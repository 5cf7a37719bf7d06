//! # Configuration Management
//!
//! Wire constants and runtime configuration for the packet codec.
//!
//! ## Configuration Sources
//! - TOML files via `from_file()`
//! - TOML strings via `from_toml()`
//! - Environment variables via `from_env()`
//! - Direct instantiation with defaults
//!
//! The wire layout itself is not configurable. Only the limits applied by the
//! stream codec and the logging setup are.

use crate::error::{ProtocolError, Result};
use serde::{Deserialize, Serialize};
use std::fs;
use std::path::Path;
use tracing::Level;

/// Width of a single length slot in the header.
pub const LENGTH_FIELD_SIZE: usize = 4;

/// Size of the fixed packet header: three little-endian `u32` lengths.
pub const HEADER_SIZE: usize = 3 * LENGTH_FIELD_SIZE;

/// Reserved framing marker width for the protocol layer above the codec.
pub const MARKER_SIZE: u32 = 2;

/// Default upper bound on a whole encoded packet (16 MB)
pub const MAX_PACKET_SIZE: usize = 16 * 1024 * 1024;

/// Hard ceiling for `max_packet_size`: the largest total a header can declare.
pub const MAX_REPRESENTABLE_PACKET_SIZE: u64 = HEADER_SIZE as u64 + 3 * u32::MAX as u64;

const ENV_MAX_PACKET_SIZE: &str = "AWE_MAX_PACKET_SIZE";
const ENV_LOG_LEVEL: &str = "AWE_LOG_LEVEL";

/// Top-level configuration
#[derive(Debug, Clone, Deserialize, Serialize, Default)]
pub struct Config {
    /// Stream codec limits
    #[serde(default)]
    pub codec: CodecConfig,

    /// Logging configuration
    #[serde(default)]
    pub logging: LoggingConfig,
}

impl Config {
    /// Load configuration from a TOML file
    pub fn from_file<P: AsRef<Path>>(path: P) -> Result<Self> {
        let contents = fs::read_to_string(path)
            .map_err(|e| ProtocolError::ConfigError(format!("Failed to read config file: {e}")))?;

        Self::from_toml(&contents)
    }

    /// Load configuration from TOML string
    pub fn from_toml(content: &str) -> Result<Self> {
        toml::from_str::<Self>(content)
            .map_err(|e| ProtocolError::ConfigError(format!("Failed to parse TOML: {e}")))
    }

    /// Load configuration from environment variables on top of the defaults
    pub fn from_env() -> Result<Self> {
        let mut config = Self::default();

        if let Ok(size) = std::env::var(ENV_MAX_PACKET_SIZE) {
            config.codec.max_packet_size = size.parse::<usize>().map_err(|e| {
                ProtocolError::ConfigError(format!("{ENV_MAX_PACKET_SIZE}: {e}"))
            })?;
        }

        if let Ok(level) = std::env::var(ENV_LOG_LEVEL) {
            config.logging.log_level = level
                .parse::<Level>()
                .map_err(|_| ProtocolError::ConfigError(format!("{ENV_LOG_LEVEL}: {level}")))?;
        }

        Ok(config)
    }

    /// Serialize to pretty TOML
    pub fn to_toml(&self) -> Result<String> {
        toml::to_string_pretty(self)
            .map_err(|e| ProtocolError::ConfigError(format!("Failed to serialize config: {e}")))
    }

    /// Save configuration to a file
    pub fn save_to_file<P: AsRef<Path>>(&self, path: P) -> Result<()> {
        let content = self.to_toml()?;

        fs::write(path, content)
            .map_err(|e| ProtocolError::ConfigError(format!("Failed to write config file: {e}")))?;

        Ok(())
    }

    /// Validate the configuration
    ///
    /// Returns a list of validation errors. Empty list means configuration is valid.
    pub fn validate(&self) -> Vec<String> {
        let mut errors = self.codec.validate();
        errors.extend(self.logging.validate());
        errors
    }

    /// Validate and return Result - convenience method
    pub fn validate_strict(&self) -> Result<()> {
        let errors = self.validate();
        if errors.is_empty() {
            Ok(())
        } else {
            Err(ProtocolError::ConfigError(format!(
                "Configuration validation failed:\n  - {}",
                errors.join("\n  - ")
            )))
        }
    }
}

/// Limits applied by [`PacketCodec`](crate::core::codec::PacketCodec)
#[derive(Debug, Clone, Copy, PartialEq, Eq, Deserialize, Serialize)]
pub struct CodecConfig {
    /// Largest encoded packet (header included) accepted or produced
    pub max_packet_size: usize,
}

impl Default for CodecConfig {
    fn default() -> Self {
        Self {
            max_packet_size: MAX_PACKET_SIZE,
        }
    }
}

impl CodecConfig {
    /// Validate codec configuration
    pub fn validate(&self) -> Vec<String> {
        let mut errors = Vec::new();

        if self.max_packet_size < HEADER_SIZE {
            errors.push(format!(
                "Max packet size too small: {} (minimum: {HEADER_SIZE} header bytes)",
                self.max_packet_size
            ));
        } else if self.max_packet_size as u64 > MAX_REPRESENTABLE_PACKET_SIZE {
            errors.push(format!(
                "Max packet size too large: {} (a header can declare at most {MAX_REPRESENTABLE_PACKET_SIZE})",
                self.max_packet_size
            ));
        }

        errors
    }
}

/// Logging configuration
#[derive(Debug, Clone, Deserialize, Serialize)]
pub struct LoggingConfig {
    /// Application name for logs
    pub app_name: String,

    /// Log level
    #[serde(with = "log_level_serde")]
    pub log_level: Level,

    /// Whether to use JSON formatting for logs
    pub json_format: bool,
}

impl Default for LoggingConfig {
    fn default() -> Self {
        Self {
            app_name: String::from("awe"),
            log_level: Level::INFO,
            json_format: false,
        }
    }
}

impl LoggingConfig {
    /// Validate logging configuration
    pub fn validate(&self) -> Vec<String> {
        let mut errors = Vec::new();

        if self.app_name.is_empty() {
            errors.push("Application name cannot be empty".to_string());
        } else if self.app_name.len() > 64 {
            errors.push(format!(
                "Application name too long: {} characters (maximum: 64)",
                self.app_name.len()
            ));
        }

        errors
    }
}

/// Helper module for tracing::Level serialization/deserialization
mod log_level_serde {
    use serde::{Deserialize, Deserializer, Serialize, Serializer};
    use std::str::FromStr;
    use tracing::Level;

    pub fn serialize<S>(level: &Level, serializer: S) -> Result<S::Ok, S::Error>
    where
        S: Serializer,
    {
        level.as_str().to_ascii_lowercase().serialize(serializer)
    }

    pub fn deserialize<'de, D>(deserializer: D) -> Result<Level, D::Error>
    where
        D: Deserializer<'de>,
    {
        let level_str = String::deserialize(deserializer)?;
        Level::from_str(&level_str)
            .map_err(|_| serde::de::Error::custom(format!("Invalid log level: {level_str}")))
    }
}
———
Using the material above, report each line where "Load" occurs.

Task result >>
    /// Load configuration from a TOML file
    /// Load configuration from TOML string
    /// Load configuration from environment variables on top of the defaults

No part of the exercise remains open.